Pour en revenir au vif du sujet, encore que le détail soit un peu délicat, parmi cette nuée de serviteurs inoccupés, il en était un dont l'emploi était singulier : c'était le porte-chaise d'affaires. Ce titre énigmatique désignait un fonctionnaire qui, chapeau bas, en habit de velours, l'épée au flanc, était, dit le comte d'Hézecques, « chargé de dissimuler ces dernières misères auxquelles la nature nous assujettit ». Le porte-chaise entrait au lever du roi, dès qu'on appelait la première entrée ; il passait alors dans la garde-robe, près du lit, pour voir s'il n'y avait rien, dans son petit mobilier, qui réclamât sa vigilance ou sa sollicitude. C'était là son seul service. La Faculté « était sa plus déplaisante ennemie et lui faisait passer parfois de mauvais quarts d'heure »2 ; il est vrai qu'il s'en trouvait bien dédommagé par les vingt mille livres que lui valait sa charge, sans compter qu'il pouvait signer du titre d' « officier du roi» et traiter ses amis avec de fort beau linge, dont, en admirant la finesse du tissu, on oubliait la destination première.

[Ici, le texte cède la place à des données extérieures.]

//! Enemy agents: role-based steering and the alive → dying → removed lifecycle

use glam::Vec2;
use rand::Rng;
use serde::{Deserialize, Serialize};

use super::arena::Arena;
use crate::consts::EPSILON;
use crate::host::{Animation, CharacterVisual};
use crate::tuning::{RoleWeights, SteeringTuning, Tuning};
use crate::{dir_to_heading, normalize_angle};

/// Enemy types
#[derive(Debug, Clone, Copy, PartialEq, Eq, Hash, Serialize, Deserialize)]
pub enum EnemyKind {
    Basic,
    /// Tougher and slower, always circles
    Hazmat,
}

impl EnemyKind {
    pub const ALL: [EnemyKind; 2] = [EnemyKind::Basic, EnemyKind::Hazmat];
}

/// Behavioral strategy, fixed at spawn
#[derive(Debug, Clone, Copy, PartialEq, Eq, Hash, Serialize, Deserialize)]
pub enum Role {
    /// Straight at the player
    Rusher,
    /// Angled approach from one side until close
    Flanker,
    /// Orbits at range and closes in over time
    Circler,
}

impl Role {
    pub const ALL: [Role; 3] = [Role::Rusher, Role::Flanker, Role::Circler];

    /// Weighted draw from the role table
    pub fn draw<R: Rng + ?Sized>(rng: &mut R, weights: &RoleWeights) -> Role {
        let total = weights.total();
        let mut roll = rng.random::<f32>() * total;
        for role in Role::ALL {
            let weight = weights.weight(role).max(0.0);
            if roll < weight {
                return role;
            }
            roll -= weight;
        }
        // Rounding slack lands on the last non-zero weight
        Role::ALL
            .into_iter()
            .rev()
            .find(|r| weights.weight(*r) > 0.0)
            .unwrap_or(Role::Rusher)
    }

    /// Role for a freshly spawned enemy of `kind`
    pub fn for_kind<R: Rng + ?Sized>(kind: EnemyKind, rng: &mut R, weights: &RoleWeights) -> Role {
        match kind {
            EnemyKind::Hazmat => Role::Circler,
            EnemyKind::Basic => Role::draw(rng, weights),
        }
    }
}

Cette charge existait déjà sous Louis XIV et date certainement de bien plus loin. En 1698, ceux qui possédaient cette dignité étaient le sieur Philippe Sennelier et Jean, son fils, en survivance ; et pour le second semestre, Charles Hallier, sieur des Châteaux, et François Cornu de Sainte-Marthe, son gendre, en survivance. Ils avaient alors 600 livres de gages et 200 livres de récompense ; mais ils n'avaient point bouche à la cour. En revanche, la vente des fameuses serviettes constituait un revenu sérieux. Le comte d'Hézecques n'a point donné les noms des deux porte-chaise d'affaires en exercice alors qu'il vivait à la cour, sous Louis XVI ; il se souvient seulement que l'un était un petit tailleur d'une figure burlesque : il avait acheté sa charge du produit d'un terne gagné à la loterie ; l'autre était un marchand de faïence de la rue du Vieux-Versailles.

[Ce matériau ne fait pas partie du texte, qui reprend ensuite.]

//! Frame tick and game orchestration
//!
//! `step` advances the arena by one frame in a fixed order:
//! player, enemies, projectiles, collision resolution, wave director.
//! `Game` wraps it in the top-level state machine and owns frame timing.

use std::sync::Arc;

use glam::Vec2;

use super::autopilot;
use super::collision::{CombatScene, resolve_frame};
use super::enemy::update_enemies;
use super::fsm::{StateHooks, StateMachine};
use super::player::PlayerInput;
use super::state::{FrameTime, GameEvent, GamePhase, GameState, HudSnapshot, SessionStats, SoundCue};
use super::wave::{Formation, WaveDirector, WaveEvent};
use crate::error::SimError;
use crate::host::{AssetProvider, EffectSink, InputProvider};
use crate::tuning::Tuning;

/// Input commands for a single frame
#[derive(Debug, Clone, Default, PartialEq)]
pub struct TickInput {
    /// Movement intent on the ground plane
    pub move_dir: Vec2,
    /// Ground point to aim at
    pub aim_point: Option<Vec2>,
    /// Trigger held
    pub fire: bool,
    /// Pause toggle
    pub pause: bool,
    /// Skip/continue through cinematics
    pub advance: bool,
    /// Start over after game over or on the stats screen
    pub restart: bool,
    /// Demo mode - the autopilot plays the game
    pub autopilot: bool,
}

impl TickInput {
    /// Poll movement and aim from a host input provider
    pub fn from_provider<P: InputProvider + ?Sized>(provider: &P) -> Self {
        Self {
            move_dir: provider.move_direction().dir(),
            aim_point: provider.aim_world_point(),
            ..Default::default()
        }
    }
}

/// Advance the arena by one frame.
/// Returns the phase this frame asks the game to move to, if any.
pub fn step(state: &mut GameState, frame: FrameTime) -> Option<GamePhase> {
    let tuning = Arc::clone(&state.tuning);
    let dt = frame.scaled;
    state.advance_clocks(frame.raw);

    // Player
    let player_input = PlayerInput {
        move_dir: state.input.move_dir,
        aim_point: state.input.aim_point,
    };
    state.player.update(&player_input, &state.arena, &tuning.player, dt);
    if state.input.fire {
        state.fire_weapon();
    }

    // Enemies
    update_enemies(&mut state.enemies, state.player.pos, &state.arena, &tuning, dt);
    state.enemies.retain(|e| !e.is_removable());

    // Projectiles
    for projectile in &mut state.projectiles {
        projectile.update(dt, &state.arena, tuning.combat.projectile_bounds_margin);
    }
    state.projectiles.retain(|p| p.alive);

    // Collisions
    let report = {
        let mut scene = CombatScene {
            arena: state.arena,
            player: &mut state.player,
            enemies: &mut state.enemies,
            projectiles: &mut state.projectiles,
            barrels: &mut state.barrels,
            pickups: &mut state.pickups,
            colliders: &state.colliders,
        };
        resolve_frame(&mut scene, &tuning, dt)
    };
    let player_died = state.apply_report(report);
    state.projectiles.retain(|p| p.alive);

    // Waves
    let alive = state.alive_enemy_count();
    let event = state.director.update(&tuning.waves, &state.arena, dt, alive, &mut state.rng);
    let mut next = None;
    match event {
        WaveEvent::Spawn { kind, pos } => {
            state.spawn_enemy(kind, pos);
        }
        WaveEvent::WaveStart { wave } => {
            state.level_waves_started += 1;
            if state.level_waves_started > 1 {
                state.drop_wave_pickup();
            }
            let boss = WaveDirector::is_boss_wave(&tuning.waves, wave);
            let formation = Formation::for_wave(wave);
            log::info!(
                "Wave {} started: {} enemies, {:?}{}",
                wave,
                state.director.remaining_to_spawn,
                formation,
                if boss { " (boss)" } else { "" }
            );
            state.push_event(GameEvent::WaveStarted { wave, formation, boss });
            state.push_event(GameEvent::Sound(SoundCue::WaveStart));
        }
        WaveEvent::WaveClear { wave } => {
            state.stats.waves_cleared += 1;
            state.level_waves_cleared += 1;
            state.push_event(GameEvent::WaveCleared { wave });
            state.push_event(GameEvent::Sound(SoundCue::WaveClear));
            if state.level_complete() {
                next = Some(if state.has_next_level() {
                    GamePhase::LevelTransition
                } else {
                    GamePhase::VictoryCinematic
                });
            }
        }
        WaveEvent::Break { .. } | WaveEvent::None => {}
    }

    state.normalize_order();
    state.refresh_hud();

    if player_died { Some(GamePhase::GameOver) } else { next }
}

// --- Phase hooks ---

fn enter_intro(state: &mut GameState) {
    if state.level == 0 {
        state.load_level(1);
    }
}

fn update_playing(state: &mut GameState, frame: FrameTime) -> Option<GamePhase> {
    step(state, frame)
}

fn update_game_over(state: &mut GameState, frame: FrameTime) -> Option<GamePhase> {
    // The arena keeps running behind the overlay; nothing leaves this phase but a restart
    step(state, frame);
    None
}

fn finish_level(state: &mut GameState) {
    state.record_level();
    state.stats.levels_cleared += 1;
    log::info!("Level {} cleared", state.level);
    state.push_event(GameEvent::LevelCleared { level: state.level });
}

fn enter_transition(state: &mut GameState) {
    finish_level(state);
    state.transition_timer = state.tuning.time.level_transition_duration;
}

fn update_transition(state: &mut GameState, frame: FrameTime) -> Option<GamePhase> {
    state.transition_timer -= frame.scaled;
    (state.transition_timer <= 0.0).then_some(GamePhase::Playing)
}

fn exit_transition(state: &mut GameState) {
    let next = state.level + 1;
    state.load_level(next);
}

fn enter_victory(state: &mut GameState) {
    finish_level(state);
    state.push_event(GameEvent::Sound(SoundCue::Victory));
    state.push_event(GameEvent::ScreenFlash { intensity: 0.8 });
}

fn enter_stats(state: &mut GameState) {
    state.stats.score = state.score;
    log::info!(
        "Session over: {} points, {} kills, {:.1}s",
        state.stats.score,
        state.stats.kills,
        state.stats.elapsed_secs
    );
}

fn enter_game_over(state: &mut GameState) {
    state.stats.score = state.score;
    state.slow_motion_timer = 0.0;
}

fn phase_machine() -> StateMachine<GamePhase, GameState> {
    let mut machine = StateMachine::new();
    machine.register(GamePhase::Loading, StateHooks::default());
    machine.register(GamePhase::IntroCinematic, StateHooks::default().with_enter(enter_intro));
    machine.register(GamePhase::Playing, StateHooks::default().with_update(update_playing));
    machine.register(GamePhase::Paused, StateHooks::default());
    machine.register(
        GamePhase::LevelTransition,
        StateHooks::default()
            .with_enter(enter_transition)
            .with_update(update_transition)
            .with_exit(exit_transition),
    );
    machine.register(GamePhase::VictoryCinematic, StateHooks::default().with_enter(enter_victory));
    machine.register(GamePhase::Stats, StateHooks::default().with_enter(enter_stats));
    machine.register(
        GamePhase::GameOver,
        StateHooks::default()
            .with_enter(enter_game_over)
            .with_update(update_game_over),
    );
    machine
}

/// The orchestrator a host drives once per rendered frame
pub struct Game {
    state: GameState,
    machine: StateMachine<GamePhase, GameState>,
    visible: bool,
}

impl Game {
    pub fn new(seed: u64, tuning: Arc<Tuning>) -> Result<Self, SimError> {
        Self::from_state(GameState::new(seed, tuning))
    }

    pub fn with_assets(seed: u64, tuning: Arc<Tuning>, assets: Box<dyn AssetProvider>) -> Result<Self, SimError> {
        Self::from_state(GameState::with_assets(seed, tuning, assets))
    }

    fn from_state(mut state: GameState) -> Result<Self, SimError> {
        let mut machine = phase_machine();
        machine.transition(&mut state, GamePhase::Loading)?;
        Ok(Self {
            state,
            machine,
            visible: true,
        })
    }

    pub fn phase(&self) -> GamePhase {
        self.state.phase
    }

    pub fn state(&self) -> &GameState {
        &self.state
    }

    pub fn state_mut(&mut self) -> &mut GameState {
        &mut self.state
    }

    pub fn hud(&self) -> &HudSnapshot {
        &self.state.hud
    }

    pub fn stats(&self) -> &SessionStats {
        &self.state.stats
    }

    pub fn set_assets(&mut self, assets: Box<dyn AssetProvider>) {
        self.state.set_assets(assets);
    }

    /// Host tab/window visibility; hidden frames get a larger delta cap
    pub fn set_visible(&mut self, visible: bool) {
        self.visible = visible;
    }

    /// Host slow motion. Only scaled time is affected.
    pub fn set_time_scale(&mut self, scale: f32) {
        if !scale.is_finite() || scale < 0.0 {
            log::warn!("Ignoring time scale {}", scale);
            return;
        }
        self.state.time_scale = scale;
    }

    /// Host finished loading assets
    pub fn finish_loading(&mut self) -> Result<(), SimError> {
        if self.phase() != GamePhase::Loading {
            log::warn!("finish_loading called in {:?}", self.phase());
            return Ok(());
        }
        self.go(GamePhase::IntroCinematic)
    }

    /// Fresh session straight into play, skipping the intro
    pub fn start_game(&mut self) -> Result<(), SimError> {
        self.state.reset();
        self.state.load_level(1);
        self.go(GamePhase::Playing)
    }

    /// Reset the session from its seed
    pub fn restart_game(&mut self) -> Result<(), SimError> {
        log::info!("Restarting from seed {}", self.state.seed);
        self.start_game()
    }

    /// Advance by one rendered frame
    pub fn tick(&mut self, raw_dt: f32, input: &TickInput) -> Result<(), SimError> {
        let time = &self.state.tuning.time;
        let cap = if self.visible {
            time.max_frame_dt
        } else {
            time.max_hidden_frame_dt
        };
        let raw = if raw_dt.is_finite() {
            raw_dt.clamp(0.0, cap)
        } else {
            0.0
        };

        let input = if input.autopilot {
            autopilot::drive(&self.state, input)
        } else {
            input.clone()
        };

        match self.phase() {
            GamePhase::Playing if input.pause => self.go(GamePhase::Paused)?,
            GamePhase::Paused if input.pause => self.go(GamePhase::Playing)?,
            GamePhase::IntroCinematic if input.advance => self.go(GamePhase::Playing)?,
            GamePhase::VictoryCinematic if input.advance => self.go(GamePhase::Stats)?,
            GamePhase::GameOver | GamePhase::Stats if input.restart => self.restart_game()?,
            _ => {}
        }
        if self.phase() == GamePhase::Paused {
            return Ok(());
        }

        self.state.input = input;
        let frame = self.state.frame_time(raw);
        let from = self.state.phase;
        if let Some(to) = self.machine.tick(&mut self.state, frame)? {
            self.phase_changed(from, to);
        }
        Ok(())
    }

    /// Take every pending effect event
    pub fn drain_events(&mut self) -> Vec<GameEvent> {
        self.state.drain_events()
    }

    /// Hand every pending event to a sink, oldest first
    pub fn flush_to<S: EffectSink + ?Sized>(&mut self, sink: &mut S) {
        for event in self.state.drain_events() {
            sink.emit(&event);
        }
    }

    fn go(&mut self, to: GamePhase) -> Result<(), SimError> {
        let from = self.state.phase;
        self.machine.transition(&mut self.state, to)?;
        self.phase_changed(from, to);
        Ok(())
    }

    fn phase_changed(&mut self, from: GamePhase, to: GamePhase) {
        log::info!("Phase {:?} -> {:?}", from, to);
        self.state.phase = to;
        self.state.hud.phase = to;
        self.state.push_event(GameEvent::PhaseChanged { from, to });
    }
}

Du moins, c'était là, de la propreté ; mais ailleurs ? Je ne sais où j'ai lu que vers 1830 Viollet-le-Duc, encore étudiant, visita un jour le château de Versailles en compagnie d'une vieille marquise qui avait connu la cour en ses beaux jours d'avant 89. La noble dame ne s'y retrouvait plus ; certes, elle reconnaissait bien les grands salons et les galeries d'apparat ; mais quand on pénétra dans les petits appartements, elle s'avoua perdue et désorientée. Ces enfilades de pièces démeublées et nettes ne lui rappelaient rien. Enfin l'on parvint à un endroit où un tuyau de décharge, crevé par la gelée, avait inondé le parquet d'immondices. L'infection était a faire reculer ; la vieille marquise poussa un cri de joie :
« Ah je m'y revois, dit-elle ; voilà le Versailles de mon temps. C'était partout comme
cela ! »
Malgré le goût de notre époque pour les reconstitutions exactes, celle-ci en est une qu'il ne faut pas tenter.
Le feutier était celui qui avait soin, chez le roi, d'entretenir le feu des appartements.
Il s’agit d’une référence aux médecins qui examinaient les selles du roi (et retardaient donc le travail du porte-chaise.